PW loves the gossipy new Paul (aka the Real Thing) Theroux book about his lapsed friendship with V.S. Naipaul. They also remark on Theroux’s “apparently effortless recall of conversations” (wink, wink) that prompts me to say: Read the Michael Wolff attack on Steve Brill in the current New York magazine!!! It was Wolff’s “apparently effortless recall of conversations” in his book Burn Rate that attracted Mr. Brill’s attention. But Wolff is firing back … this promises to be a good one.
More PW: They generally approve of The Woody (PW: “Balzac it’s not”), the new novel from Peter Lefcourt.
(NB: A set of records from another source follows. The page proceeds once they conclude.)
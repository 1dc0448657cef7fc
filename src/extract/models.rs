//! Listing data models.

use crate::price::StructuredPrice;
use serde::{Deserialize, Serialize};

/// Title reported for listings whose title could not be located.
pub const MISSING_TITLE: &str = "N/A";

/// Raw text read from one container before decomposition.
#[derive(Debug, Clone, Default, PartialEq, Eq)]
pub struct RawListingBlock {
    pub title_text: Option<String>,
    /// Text lines of the price block, in document order
    pub price_text: Vec<String>,
    /// `href` as found in the page, before resolution
    pub link_url: Option<String>,
}

impl RawListingBlock {
    pub fn is_empty(&self) -> bool {
        self.title_text.is_none() && self.price_text.is_empty() && self.link_url.is_none()
    }
}

/// One product listing as emitted to callers.
#[derive(Debug, Clone, PartialEq, Serialize, Deserialize)]
pub struct ListingRecord {
    /// Product title, or "N/A" when no title was located
    pub title: String,
    pub price: StructuredPrice,
    pub link: Option<String>,
}

impl ListingRecord {
    pub fn has_title(&self) -> bool {
        self.title != MISSING_TITLE
    }
}

/// Formats an amount with thousands separators, keeping up to two decimals.
pub fn format_amount(value: f64) -> String {
    let cents = (value * 100.0).round() as i64;
    let whole = cents / 100;
    let frac = (cents % 100).abs();

    let digits = whole.abs().to_string();
    let mut grouped = String::with_capacity(digits.len() + digits.len() / 3);
    for (i, ch) in digits.chars().enumerate() {
        if i > 0 && (digits.len() - i) % 3 == 0 {
            grouped.push(',');
        }
        grouped.push(ch);
    }
    if whole < 0 {
        grouped.insert(0, '-');
    }

    if frac == 0 {
        grouped
    } else {
        format!("{}.{:02}", grouped, frac)
    }
}
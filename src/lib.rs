//! ledjt - Pixel editor core for three-bit RGB LED matrix displays
//!
//! This library provides functionality to:
//! - Edit frames of eight-color pixel art (paint, fill, swap, shift, text masks)
//! - Manage an ordered sequence of frames with a cursor and timed playback
//! - Pack frames into per-channel bit planes and export them as `.jt` files
//! - Decode `.jt` files and render PNG previews

pub mod canvas;
pub mod cli;
pub mod codec;
pub mod color;
pub mod config;
pub mod export;
pub mod frames;
pub mod mask;
pub mod palette;
pub mod playback;
pub mod preview;
pub mod script;
pub mod session;
//! CLI dispatch for the `jt export` command.

use std::path::{Path, PathBuf};
use std::process::ExitCode;

use super::{build_session, resolve_config, SessionArgs, EXIT_ERROR, EXIT_INVALID_ARGS, EXIT_SUCCESS};

/// Execute the export command.
pub fn run_export(
    args: &SessionArgs,
    output: Option<&Path>,
    pretty: bool,
    planes: bool,
) -> ExitCode {
    let config = match resolve_config(args, pretty) {
        Ok(c) => c,
        Err(e) => {
            eprintln!("Error: {}", e);
            return ExitCode::from(EXIT_INVALID_ARGS);
        }
    };

    let session = match build_session(args, &config) {
        Ok(s) => s,
        Err(e) => {
            eprintln!("Error: {}", e);
            return ExitCode::from(EXIT_ERROR);
        }
    };

    let output = output.map(Path::to_path_buf).unwrap_or_else(|| PathBuf::from(&config.export.default_name));

    match session.export_to(&output) {
        Ok(path) => {
            println!("Saved {}", path.display());
            if planes {
                println!("{}", session.diagnostics());
            }
            ExitCode::from(EXIT_SUCCESS)
        }
        Err(e) => {
            eprintln!("Error: {}", e);
            ExitCode::from(EXIT_ERROR)
        }
    }
}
Lefcourt gets high accolades here for The Deal (“funniest book ever written”–Alex Beam) and Di and I, about his fictional love affair with Princess Diana. (“A yuck on every page”–Alex Beam.) And elsewhere in PW, we see that celeb biographer Donald Spoto (I.Bergman, E. Taylor, Princess D.) “turns his considerable storytelling skills to the life of the one person who can clearly claim greater celebrity than the departed princess: Jesus.”
Does John Lennon know about this?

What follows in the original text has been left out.